É importante ressaltar que a adesão ao acordo não gera custos adicionais ao beneficiário. No entanto, em casos de processos conduzidos com advogados, podem existir honorários a serem pagos conforme o contrato firmado entre cliente e profissional.

Prazos e riscos de não assinar

Um dos pontos mais críticos da situação é o prazo. O acordo tem datas definidas para adesão, que variam conforme cada ação ou processo coletivo.

Quem não assinar dentro do período estipulado pode perder a chance de receber o reembolso antecipado, ficando novamente dependente da tramitação judicial.

Ou seja, o segurado até pode continuar com o processo na Justiça, mas o prazo para pagamento se tornará mais longo. Em alguns casos, pode levar anos até que o valor seja liberado.

Por isso, especialistas alertam: quem tem direito ao acordo deve procurar informações rapidamente para não perder a oportunidade.

Como saber se você tem direito?

O primeiro passo para descobrir se você está entre os beneficiários é consultar os canais oficiais do INSS. O mais prático é o aplicativo ou site Meu INSS, onde há informações sobre ações judiciais e possíveis valores a receber.

Outra opção é entrar em contato com o advogado responsável pelo processo. Caso não tenha, o segurado pode consultar a Defensoria Pública da União, que presta assistência gratuita para quem não pode pagar.

Além disso, o próprio INSS tem feito comunicados por carta e mensagens digitais para os beneficiários que fazem parte do acordo. Se você recebeu alguma notificação oficial, é fundamental checar a veracidade no Meu INSS ou em uma agência.

Golpes e cuidados necessários

Infelizmente, golpistas se aproveitam da desinformação para enganar aposentados e pensionistas. Entre os principais golpes, estão:

  • Ligações falsas oferecendo “liberação imediata” do valor mediante pagamento de taxa;

  • Mensagens de WhatsApp pedindo dados pessoais ou bancários;

  • Sites falsos que imitam o Meu INSS e coletam informações de beneficiários.

Para se proteger, o INSS orienta:

  • Nunca fornecer dados pessoais por telefone ou aplicativos de mensagem;

  • Conferir se a comunicação veio dos canais oficiais (gov.br ou Meu INSS);

  • Nunca pagar taxas antecipadas para liberar valores de reembolso.

O reembolso é direito do segurado e não exige pagamento prévio.

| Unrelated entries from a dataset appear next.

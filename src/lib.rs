#[macro_use]
extern crate log;
#[macro_use]
extern crate serde_derive;

mod config;
mod error;
mod key;
mod node;
mod protocol;
mod ring;
mod storage;

pub use self::config::Config;
pub use self::error::{Error, Result};
pub use self::key::Key;
pub use self::node::node_data::NodeData;
pub use self::node::task::PeriodicTask;
pub use self::node::{Lookup, Node};
pub use self::protocol::{Network, RequestPayload, ResponsePayload, UdpNetwork};
pub use self::ring::LocalNode;
pub use self::storage::Bucket;

/// The number of bytes in a key.
const KEY_LENGTH: usize = 20;

/// The number of bits in a key, which is also the number of entries in a finger table.
pub const FINGER_TABLE_SIZE: usize = KEY_LENGTH * 8;

/// The maximum length of the message in bytes.
const MESSAGE_LENGTH: usize = 8196;

/// The default number of entries in a successor list.
const SUCCESSOR_LIST_SIZE: usize = 3;

/// The maximum number of relay hops followed by a single lookup.
const MAX_LOOKUP_HOPS: usize = 2 * FINGER_TABLE_SIZE;

/// The maximum number of inbound requests handled at the same time.
const MAX_CONCURRENT_REQUESTS: usize = 64;

/// Request timeout time in milliseconds
const REQUEST_TIMEOUT: u64 = 5000;

/// Stabilize, fix fingers, fix successor list, and check predecessor interval in milliseconds
const MAINTENANCE_INTERVAL: u64 = 500;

O que dizem os especialistas?

Para o advogado previdenciário Marcelo Araújo, a adesão ao acordo é vantajosa em muitos casos:

“A assinatura garante rapidez no pagamento, evitando que o beneficiário espere anos por uma decisão final. Mas é importante avaliar cada situação, porque pode haver casos em que os valores discutidos na Justiça sejam maiores do que o proposto pelo INSS.”

Já para a economista Ana Paula Freitas, os reembolsos têm impacto social relevante:

“Estamos falando de milhares de famílias que aguardam esse dinheiro para complementar a renda. Muitas vezes são aposentados com dificuldades financeiras, para quem esse pagamento faz enorme diferença.”

Passo a passo para aderir ao acordo

Para quem quer assinar o acordo e garantir o reembolso, o procedimento é relativamente simples. Veja o passo a passo:

  1. Acesse o Meu INSS pelo site (meu.inss.gov.br) ou aplicativo no celular;

  2. Entre com sua conta gov.br (se não tiver, faça o cadastro na hora);

  3. Procure pela opção de acordos ou revisões disponíveis;

  4. Caso haja um processo elegível, siga as instruções para assinar digitalmente;

  5. Guarde o comprovante de adesão;

  6. Aguarde o processamento para que o valor seja incluído no calendário de pagamento.

Em caso de dúvida, é possível ligar para a Central 135 e pedir orientação.